Andre Burnier (date of birth unknown) was a footballer who played as striker or as midfielder in the early 1900s.

Burnier joined Basel's first team for their 1900–01 season. Burnier played his domestic league debut for the club in the away game on 4 November 1900 as Basel won 4–0 against Old Boys. The goal scorers were twice Ernst-Alfred Thalmann and twice Siegfried Pfeiffer.

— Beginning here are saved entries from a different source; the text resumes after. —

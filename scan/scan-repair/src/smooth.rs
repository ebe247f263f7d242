//! Boundary-preserving Laplacian smoothing and normal smoothing.

use nalgebra::{Point3, Vector3};
use tracing::debug;

use scan_types::{SurfacePatch, compute_vertex_normals};

use crate::adjacency::MeshAdjacency;

/// Moves every interior vertex toward the centroid of its neighbors.
///
/// Each of the `iterations` passes computes, from the previous pass's
/// positions, `v' = v + lambda * (centroid(neighbors) - v)`. Boundary
/// vertices (endpoints of an edge used by exactly one face) and isolated
/// vertices stay fixed so open edges do not shrink. `lambda = 0` or zero
/// iterations return the input unchanged.
///
/// Faces with out-of-range indices are ignored when building adjacency.
///
/// # Example
///
/// ```
/// use nalgebra::Point3;
/// use scan_repair::laplacian_smooth;
/// use scan_types::{PatchId, SurfacePatch};
///
/// let patch = SurfacePatch::new(
///     PatchId(1),
///     vec![Point3::origin(), Point3::new(1.0, 0.0, 0.0), Point3::new(0.0, 1.0, 0.0)],
///     vec![[0, 1, 2]],
/// );
/// // A lone triangle is all boundary, so nothing moves.
/// assert_eq!(laplacian_smooth(&patch, 3, 0.5).vertices, patch.vertices);
/// ```
#[must_use]
pub fn laplacian_smooth(patch: &SurfacePatch, iterations: u32, lambda: f64) -> SurfacePatch {
    if iterations == 0 || lambda == 0.0 || patch.is_empty() {
        return patch.clone();
    }

    let adjacency = MeshAdjacency::build(&patch.faces, patch.vertex_count());
    let movable: Vec<u32> = (0..adjacency.vertex_count())
        .filter_map(|v| u32::try_from(v).ok())
        .filter(|&v| !adjacency.is_boundary_vertex(v) && !adjacency.neighbors(v).is_empty())
        .collect();

    let mut current = patch.vertices.clone();
    for _ in 0..iterations {
        let previous = current.clone();
        for &v in &movable {
            let neighbors = adjacency.neighbors(v);
            let sum = neighbors
                .iter()
                .fold(Vector3::zeros(), |acc, &n| acc + previous[n as usize].coords);
            #[allow(clippy::cast_precision_loss)]
            let centroid = Point3::from(sum / neighbors.len() as f64);
            let p = previous[v as usize];
            current[v as usize] = p + (centroid - p) * lambda;
        }
    }

    debug!(id = %patch.id, iterations, lambda, moved = movable.len(), "laplacian smoothing");

    SurfacePatch {
        vertices: current,
        ..patch.clone()
    }
}

/// Smooths vertex normals over the mesh adjacency.
///
/// Each pass replaces a normal with the normalized sum of itself and its
/// neighbors' normals from the previous pass; a zero-length sum keeps the
/// prior normal. A patch without normals gets area-weighted normals
/// computed from its faces first.
#[must_use]
pub fn smooth_normals(patch: &SurfacePatch, iterations: u32) -> SurfacePatch {
    if patch.is_empty() {
        return patch.clone();
    }

    let mut current = if patch.has_normals() {
        patch.normals.clone()
    } else {
        compute_vertex_normals(&patch.vertices, &patch.faces, None)
    };

    if iterations > 0 {
        let adjacency = MeshAdjacency::build(&patch.faces, patch.vertex_count());
        for _ in 0..iterations {
            let previous = current.clone();
            for (v, normal) in current.iter_mut().enumerate() {
                let Ok(index) = u32::try_from(v) else {
                    break;
                };
                let sum = adjacency
                    .neighbors(index)
                    .iter()
                    .fold(previous[v], |acc, &n| acc + previous[n as usize]);
                if let Some(n) = sum.try_normalize(f64::EPSILON) {
                    *normal = n;
                }
            }
        }
    }

    SurfacePatch {
        normals: current,
        ..patch.clone()
    }
}
//! Bounded worker pool and batch cancellation.
//!
//! Batch operations (many patches, many meshes) run their per-item work on a
//! [`WorkerPool`] and join before returning, so results always come back in
//! input order and callers merge them serially. A [`CancellationToken`] lets
//! a caller abandon a batch between items; an item that has started always
//! runs to completion.

use std::sync::Arc;
use std::sync::atomic::{AtomicBool, Ordering};

use rayon::prelude::*;

use crate::error::{ScanError, ScanResult};

/// Cooperative cancellation flag shared between a caller and a batch.
///
/// # Example
///
/// ```
/// use scan_types::CancellationToken;
///
/// let token = CancellationToken::new();
/// let handle = token.clone();
/// handle.cancel();
/// assert!(token.is_cancelled());
/// ```
#[derive(Debug, Clone, Default)]
pub struct CancellationToken {
    cancelled: Arc<AtomicBool>,
}

impl CancellationToken {
    /// Creates an un-cancelled token.
    #[must_use]
    pub fn new() -> Self {
        Self::default()
    }

    /// Requests cancellation.
    pub fn cancel(&self) {
        self.cancelled.store(true, Ordering::Release);
    }

    /// Returns true once [`cancel`](Self::cancel) has been called on any clone.
    #[must_use]
    pub fn is_cancelled(&self) -> bool {
        self.cancelled.load(Ordering::Acquire)
    }
}

#[derive(Debug, Clone)]
enum Mode {
    Global,
    Dedicated(Arc<rayon::ThreadPool>),
    Sequential,
}

/// Where batch work runs.
#[derive(Debug, Clone)]
pub struct WorkerPool {
    mode: Mode,
}

impl Default for WorkerPool {
    fn default() -> Self {
        Self::global()
    }
}

impl WorkerPool {
    /// Uses rayon's global thread pool.
    #[must_use]
    pub const fn global() -> Self {
        Self { mode: Mode::Global }
    }

    /// Runs everything on the calling thread, in order.
    #[must_use]
    pub const fn sequential() -> Self {
        Self {
            mode: Mode::Sequential,
        }
    }

    /// Creates a dedicated pool with at most `threads` workers.
    ///
    /// # Errors
    ///
    /// Returns [`ScanError::InvalidConfiguration`] if `threads` is zero or
    /// the pool cannot be created.
    pub fn with_threads(threads: usize) -> ScanResult<Self> {
        if threads == 0 {
            return Err(ScanError::invalid_config("worker pool needs at least one thread"));
        }
        let pool = rayon::ThreadPoolBuilder::new()
            .num_threads(threads)
            .thread_name(|i| format!("scan-worker-{i}"))
            .build()
            .map_err(|e| ScanError::invalid_config(e.to_string()))?;
        Ok(Self {
            mode: Mode::Dedicated(Arc::new(pool)),
        })
    }

    /// Returns true if work runs on the calling thread only.
    #[must_use]
    pub const fn is_sequential(&self) -> bool {
        matches!(self.mode, Mode::Sequential)
    }

    /// Maps `f` over `items`, returning results in input order.
    pub fn map<T, R, F>(&self, items: &[T], f: F) -> Vec<R>
    where
        T: Sync,
        R: Send,
        F: Fn(&T) -> R + Sync + Send,
    {
        match &self.mode {
            Mode::Sequential => items.iter().map(f).collect(),
            Mode::Global => items.par_iter().map(f).collect(),
            Mode::Dedicated(pool) => pool.install(|| items.par_iter().map(f).collect()),
        }
    }

    /// Like [`map`](Self::map), but checks `token` before starting each item.
    ///
    /// # Errors
    ///
    /// Returns [`ScanError::Cancelled`] if the token was cancelled before the
    /// batch finished. Partial results are discarded.
    pub fn try_map<T, R, F>(&self, items: &[T], token: &CancellationToken, f: F) -> ScanResult<Vec<R>>
    where
        T: Sync,
        R: Send,
        F: Fn(&T) -> R + Sync + Send,
    {
        let guarded = |item: &T| {
            if token.is_cancelled() {
                None
            } else {
                Some(f(item))
            }
        };
        let results: Vec<Option<R>> = self.map(items, guarded);
        if token.is_cancelled() {
            return Err(ScanError::Cancelled);
        }
        results.into_iter().collect::<Option<Vec<R>>>().ok_or(ScanError::Cancelled)
    }
}
//! Secondary depth preparation: scale alignment and resampling.

use scan_types::is_valid_depth;

/// Relative ranges below this are treated as single-valued.
const DEGENERATE_RANGE: f32 = 1e-6;

/// Returns true if a secondary depth sample is usable.
#[inline]
#[must_use]
pub fn is_valid_secondary(depth: f32) -> bool {
    depth.is_finite() && depth > 0.0
}

fn valid_range(values: impl Iterator<Item = f32>) -> Option<(f32, f32)> {
    values.fold(None, |acc, d| match acc {
        None => Some((d, d)),
        Some((lo, hi)) => Some((lo.min(d), hi.max(d))),
    })
}

/// Rescales `secondary` so its valid range matches the primary's.
///
/// The secondary estimate may be on an unrelated scale (relative depth from
/// a learned model). Its valid range `[smin, smax]` is mapped affinely onto
/// the primary's valid range `[pmin, pmax]`:
///
/// ```text
/// normalized = (s - smin) / (smax - smin) * (pmax - pmin) + pmin
/// ```
///
/// - Primary has no valid pixel: `secondary` is returned as-is
/// - Secondary has no valid pixel: `secondary` is returned as-is
/// - Secondary range is ~0: every pixel becomes `pmin`
/// - Invalid secondary pixels stay invalid (0)
///
/// # Example
///
/// ```
/// use scan_fusion::normalize_secondary;
///
/// let primary = [1.0, 2.0, 3.0];
/// let secondary = [10.0, 20.0, 30.0];
/// let out = normalize_secondary(&primary, &secondary, 0.1, 5.0);
/// assert_eq!(out, vec![1.0, 2.0, 3.0]);
/// ```
#[must_use]
pub fn normalize_secondary(primary: &[f32], secondary: &[f32], min_depth: f32, max_depth: f32) -> Vec<f32> {
    let Some((pmin, pmax)) = valid_range(
        primary
            .iter()
            .copied()
            .filter(|&d| is_valid_depth(d, min_depth, max_depth)),
    ) else {
        return secondary.to_vec();
    };
    let Some((smin, smax)) = valid_range(secondary.iter().copied().filter(|&d| is_valid_secondary(d))) else {
        return secondary.to_vec();
    };

    let srange = smax - smin;
    if srange <= DEGENERATE_RANGE * smax.abs().max(1.0) {
        return vec![pmin; secondary.len()];
    }

    let prange = pmax - pmin;
    secondary
        .iter()
        .map(|&s| {
            if is_valid_secondary(s) {
                (s - smin) / srange * prange + pmin
            } else {
                0.0
            }
        })
        .collect()
}

/// Bilinearly resamples a row-major depth image to a new resolution.
///
/// Pixel centers are aligned (`src = (dst + 0.5) * scale - 0.5`). Invalid
/// source samples are excluded and the remaining weights renormalized; a
/// target pixel with no valid contributor is 0.
#[must_use]
#[allow(
    clippy::cast_precision_loss,
    clippy::cast_possible_truncation,
    clippy::cast_sign_loss
)]
pub fn resample_bilinear(
    source: &[f32],
    source_width: u32,
    source_height: u32,
    target_width: u32,
    target_height: u32,
) -> Vec<f32> {
    let (sw, sh) = (source_width as usize, source_height as usize);
    let (tw, th) = (target_width as usize, target_height as usize);
    if sw == 0 || sh == 0 || source.len() != sw * sh {
        return vec![0.0; tw * th];
    }
    if sw == tw && sh == th {
        return source.to_vec();
    }

    let scale_x = sw as f32 / tw as f32;
    let scale_y = sh as f32 / th as f32;
    let axis = |dst: usize, scale: f32, len: usize| {
        let src = ((dst as f32 + 0.5) * scale - 0.5).clamp(0.0, (len - 1) as f32);
        let i0 = src.floor() as usize;
        let i1 = (i0 + 1).min(len - 1);
        (i0, i1, src - i0 as f32)
    };

    let mut out = Vec::with_capacity(tw * th);
    for y in 0..th {
        let (y0, y1, fy) = axis(y, scale_y, sh);
        for x in 0..tw {
            let (x0, x1, fx) = axis(x, scale_x, sw);
            let taps = [
                (x0, y0, (1.0 - fx) * (1.0 - fy)),
                (x1, y0, fx * (1.0 - fy)),
                (x0, y1, (1.0 - fx) * fy),
                (x1, y1, fx * fy),
            ];
            let (sum, weight) = taps.iter().fold((0.0_f32, 0.0_f32), |(sum, weight), &(sx, sy, w)| {
                let d = source[sy * sw + sx];
                if is_valid_secondary(d) && w > 0.0 {
                    (sum + d * w, weight + w)
                } else {
                    (sum, weight)
                }
            });
            out.push(if weight > 0.0 { sum / weight } else { 0.0 });
        }
    }
    out
}
//! The correction pipeline and its batch and event surface.

use std::sync::Arc;

use crossbeam_channel::Receiver;
use tracing::{debug, warn};

#[cfg(feature = "serde")]
use serde::{Deserialize, Serialize};

use scan_types::{
    CancellationToken, EventHub, PatchId, ScanError, ScanResult, SurfacePatch, WorkerPool,
};

use crate::degenerate::remove_degenerate_faces;
use crate::holes::{HoleFillReport, fill_small_holes};
use crate::params::CorrectionParams;
use crate::smooth::{laplacian_smooth, smooth_normals};

/// What the pipeline did to one patch.
#[derive(Debug, Clone, Copy, Default, PartialEq)]
#[cfg_attr(feature = "serde", derive(Serialize, Deserialize))]
pub struct CorrectionSummary {
    /// Faces dropped as degenerate.
    pub faces_removed: usize,
    /// Vertices moved by Laplacian smoothing.
    pub vertices_moved: usize,
    /// Largest vertex displacement from smoothing, in patch units.
    pub max_displacement: f64,
    /// Hole filling outcome, if the stage ran.
    pub holes: Option<HoleFillReport>,
}

/// A corrected patch and its summary.
#[derive(Debug, Clone, PartialEq)]
pub struct CorrectionResult {
    /// The corrected patch.
    pub patch: SurfacePatch,
    /// What changed.
    pub summary: CorrectionSummary,
}

/// Published to subscribers after each pipeline run.
#[derive(Debug, Clone, PartialEq)]
pub enum CorrectionEvent {
    /// The patch was corrected.
    Completed {
        /// Patch identifier.
        id: PatchId,
        /// What changed.
        summary: CorrectionSummary,
    },
    /// The patch was rejected and returned unchanged.
    Failed {
        /// Patch identifier.
        id: PatchId,
        /// Why it was rejected.
        error: ScanError,
    },
}

/// Runs degenerate removal, Laplacian smoothing and normal smoothing (and
/// optionally hole filling) over surface patches.
///
/// Each stage produces a new patch; the input is never mutated. Clones share
/// the same subscribers.
///
/// # Example
///
/// ```
/// use nalgebra::Point3;
/// use scan_repair::{CorrectionParams, MeshCorrectionEngine};
/// use scan_types::{PatchId, SurfacePatch};
///
/// let engine = MeshCorrectionEngine::new(CorrectionParams::default());
/// let patch = SurfacePatch::new(
///     PatchId(1),
///     vec![Point3::origin(), Point3::new(1.0, 0.0, 0.0), Point3::new(0.0, 1.0, 0.0)],
///     vec![[0, 1, 2], [0, 0, 2]],
/// );
/// let corrected = engine.correct(&patch);
/// assert_eq!(corrected.face_count(), 1);
/// assert_eq!(corrected.normals.len(), 3);
/// ```
#[derive(Debug, Clone, Default)]
pub struct MeshCorrectionEngine {
    params: CorrectionParams,
    pool: WorkerPool,
    events: Arc<EventHub<CorrectionEvent>>,
}

impl MeshCorrectionEngine {
    /// Creates an engine running batch work on rayon's global pool.
    #[must_use]
    pub fn new(params: CorrectionParams) -> Self {
        Self {
            params,
            pool: WorkerPool::global(),
            events: Arc::new(EventHub::default()),
        }
    }

    /// Sets the worker pool used by [`correct_batch`](Self::correct_batch).
    #[must_use]
    pub fn with_pool(mut self, pool: WorkerPool) -> Self {
        self.pool = pool;
        self
    }

    /// Returns the correction parameters.
    #[must_use]
    pub fn params(&self) -> &CorrectionParams {
        &self.params
    }

    /// Subscribes to [`CorrectionEvent`]s.
    pub fn subscribe(&self) -> Receiver<CorrectionEvent> {
        self.events.subscribe()
    }

    /// Corrects a patch, returning it unchanged if it is rejected.
    #[must_use]
    pub fn correct(&self, patch: &SurfacePatch) -> SurfacePatch {
        self.correct_detailed(patch).patch
    }

    /// Like [`correct`](Self::correct), also returning the summary. A
    /// rejected patch comes back unchanged with an empty summary.
    #[must_use]
    pub fn correct_detailed(&self, patch: &SurfacePatch) -> CorrectionResult {
        self.try_correct(patch).unwrap_or_else(|e| {
            warn!(id = %patch.id, error = %e, "mesh correction skipped, keeping patch");
            CorrectionResult {
                patch: patch.clone(),
                summary: CorrectionSummary::default(),
            }
        })
    }

    /// Runs the pipeline.
    ///
    /// Out-of-range face indices are not an error here: the degenerate
    /// stage drops those faces.
    ///
    /// # Errors
    ///
    /// - [`ScanError::InvalidConfiguration`] for invalid parameters
    /// - [`ScanError::BufferSizeMismatch`] for a normals, classification or
    ///   texture coordinate array that does not match the patch
    pub fn try_correct(&self, patch: &SurfacePatch) -> ScanResult<CorrectionResult> {
        let result = self.run(patch);
        match &result {
            Ok(r) => self.events.publish(&CorrectionEvent::Completed {
                id: patch.id,
                summary: r.summary,
            }),
            Err(e) => self.events.publish(&CorrectionEvent::Failed {
                id: patch.id,
                error: e.clone(),
            }),
        };
        result
    }

    /// Corrects every patch on the worker pool, in input order.
    ///
    /// Rejected patches come back unchanged.
    ///
    /// # Errors
    ///
    /// Returns [`ScanError::Cancelled`] if `token` was cancelled before the
    /// batch finished. Patches already in progress still complete.
    pub fn correct_batch(
        &self,
        patches: &[SurfacePatch],
        token: &CancellationToken,
    ) -> ScanResult<Vec<SurfacePatch>> {
        self.pool.try_map(patches, token, |patch| self.correct(patch))
    }

    fn run(&self, patch: &SurfacePatch) -> ScanResult<CorrectionResult> {
        self.params.validate()?;
        check_buffers(patch)?;

        let p = &self.params;
        let (cleaned, faces_removed) = remove_degenerate_faces(patch, p.area_threshold);
        let smoothed = laplacian_smooth(&cleaned, p.smoothing_iterations, p.smoothing_factor);

        let mut vertices_moved = 0;
        let mut max_displacement = 0.0_f64;
        for (before, after) in cleaned.vertices.iter().zip(&smoothed.vertices) {
            let d = (after - before).norm();
            if d > 0.0 {
                vertices_moved += 1;
                max_displacement = max_displacement.max(d);
            }
        }

        let mut corrected = smooth_normals(&smoothed, p.normal_iterations);
        let mut holes = None;
        if p.fill_holes {
            let (filled, report) = fill_small_holes(&corrected, p.max_hole_edges);
            corrected = filled;
            holes = Some(report);
        }

        debug!(
            id = %patch.id,
            faces_removed,
            vertices_moved,
            max_displacement,
            "corrected patch"
        );

        Ok(CorrectionResult {
            patch: corrected,
            summary: CorrectionSummary {
                faces_removed,
                vertices_moved,
                max_displacement,
                holes,
            },
        })
    }
}

/// Checks the per-vertex and per-face attribute arrays.
fn check_buffers(patch: &SurfacePatch) -> ScanResult<()> {
    let vertex_count = patch.vertex_count();
    if !patch.normals.is_empty() && patch.normals.len() != vertex_count {
        return Err(ScanError::buffer_mismatch(vertex_count, patch.normals.len()));
    }
    if let Some(classes) = &patch.classification {
        if classes.len() != patch.face_count() && classes.len() != vertex_count {
            return Err(ScanError::buffer_mismatch(patch.face_count(), classes.len()));
        }
    }
    if let Some(uv) = &patch.texture_coordinates {
        if uv.len() != vertex_count {
            return Err(ScanError::buffer_mismatch(vertex_count, uv.len()));
        }
    }
    Ok(())
}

In his one season with their first team, Burnier played a total of seven games for Basel. Four of these games were in the Swiss Series A and three were friendly games.

==Sources==
- Rotblau: Jahrbuch Saison 2017/2018. Publisher: FC Basel Marketing AG. ISBN 978-3-7245-2189-1
- Die ersten 125 Jahre. Publisher: Josef Zindel im Friedrich Reinhardt Verlag, Basel. ISBN 978-3-7245-2305-5
- Verein "Basler Fussballarchiv" Homepage
(NB: Despite all efforts, the editors of these books and the authors in "Basler Fussballarchiv" have failed to be able to identify all the players, their date and place of birth or date and place of death, who played in the games during the early years of FC Basel)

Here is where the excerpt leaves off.